Many Australians children are saving 30 per cent of their pocket money and they are saving for big-ticket items.
Many Australians children are saving 30 per cent of their pocket money and they are saving for big-ticket items.

The amount of pocket money to pay kids

GARDENING and washing the car are some of the most lucrative jobs kids are rolling up their sleeves for in exchange for some quick cash.

And many have their eye on the prize of some big-ticket items, including Lego sets, phones, tablets and watches.

Pocket-money tracking app RoosterMoney's latest Pocket Money Index quizzed 5000 Australian children aged four to 14 who use the app.

It found many kids choose to save about 30 per cent of their hard-earned cash to put towards big-ticket items.

The research found the top five chores for pulling in decent cash were gardening ($5.72), washing the car ($4.77), looking after pets ($4.56), washing windows ($3.65) and mopping the floor ($3.54.)

RoosterMoney chief executive officer Will Carmichael said engaging kids early about money and teaching them how to earn it gave them a "headstart".

"It's a massive opportunity to start cementing those habits," he said.

"Kids have amazing focus when they really want to get something and it's empowering, too."

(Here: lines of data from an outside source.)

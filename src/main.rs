//! Main application entry point.
//!
//! Parses the command line, prepares logging and configuration, then hands
//! off to the matching command handler in `stockwidget::commands`. Errors
//! from a handler are logged in the usual box-drawing style and turned into
//! a non-zero exit code.

use anyhow::Result;
use stockwidget::args::{self, CliAction, ParsedArgs};
use stockwidget::commands;
use stockwidget::common::constants::{EXIT_FAILURE, EXIT_SUCCESS};
use stockwidget::config::{self, Config, OutputFormat};
use stockwidget::logger::Log;
use stockwidget::{log_debug, log_end, log_error_exit};

/// Shared setup for commands that read the configuration.
///
/// Returns the loaded configuration and whether output is JSON. In JSON mode
/// the logger is silenced before anything is printed, so stdout carries
/// nothing but JSON lines even with `--debug`.
fn prepare(
    debug_enabled: bool,
    config_dir: Option<String>,
    json_flag: bool,
    honor_config_output: bool,
) -> Result<(Config, bool)> {
    Log::set_debug(debug_enabled);
    if json_flag {
        Log::set_enabled(false);
    }

    config::set_config_dir(config_dir)?;
    let config = Config::load()?;

    let json = json_flag || (honor_config_output && config.output() == OutputFormat::Json);
    if json {
        Log::set_enabled(false);
    }

    if debug_enabled {
        config.log_config();
    }
    log_debug!("Configuration loaded");
    Ok((config, json))
}

fn run(action: CliAction) -> Result<i32> {
    match action {
        CliAction::ShowVersion => {
            args::display_version_info();
        }
        CliAction::ShowHelp => {
            args::display_help();
        }
        CliAction::ShowHelpDueToError => {
            args::display_help();
            return Ok(EXIT_FAILURE);
        }
        CliAction::ShowCommandUsageDueToError { command } => {
            commands::help::show_command_usage(&command);
            log_end!();
            return Ok(EXIT_FAILURE);
        }
        CliAction::HelpCommand { command } => {
            commands::help::run_help_command(command.as_deref())?;
        }
        CliAction::Refresh {
            debug_enabled,
            config_dir,
            json,
            instances,
        } => {
            let (config, json) = prepare(debug_enabled, config_dir, json, true)?;
            commands::refresh::handle_refresh_command(&config, &instances, json)?;
        }
        CliAction::Show {
            debug_enabled,
            config_dir,
            json,
        } => {
            let (config, json) = prepare(debug_enabled, config_dir, json, false)?;
            commands::show::handle_show_command(&config, json)?;
        }
        CliAction::Update {
            debug_enabled,
            config_dir,
            total_stock,
            inbound_today,
        } => {
            let (config, _) = prepare(debug_enabled, config_dir, false, false)?;
            commands::update::handle_update_command(&config, total_stock, inbound_today)?;
        }
        CliAction::Clear {
            debug_enabled,
            config_dir,
        } => {
            let (config, _) = prepare(debug_enabled, config_dir, false, false)?;
            commands::clear::handle_clear_command(&config)?;
        }
    }

    Ok(EXIT_SUCCESS)
}

fn main() {
    let parsed_args = ParsedArgs::from_env();

    let code = match run(parsed_args.action) {
        Ok(code) => code,
        Err(e) => {
            // Errors must be visible even when --json silenced the logger
            Log::set_enabled(true);
            log_error_exit!("{e:#}");
            log_end!();
            EXIT_FAILURE
        }
    };

    std::process::exit(code);
}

A majority of parents (74 per cent) opt to give children a regular allowance and Saturday is the most common day kids rake in cash.

 

Money Savvy Kids founder Dianne Charman said paying kids for necessary everyday tasks such as brushing their teeth and making the bed did not prove as effective as giving them temporary chores.

"To keep their interest in their jobs give them a short time frame," she said.

"For example, if they are mopping the floor, is it something they can just do for the school holidays and not until they move out of home?"

CHILDREN ARE BECOMING SAVVY WITH THEIR CASH

Ms Charman said parents beginning to teach children about money should start with a regular amount of pocket money each week, then link it to chores down the track.

As for determining how much to hand over, Ms Charman said parents "should be very conservative".

"I've had some stories where parents have paid an hourly rate equivalent to a

16-year-old to a 10 or 13-year old," she said.

"This isn't going to work."

Ms Charman suggested allocating a financial value for each job given.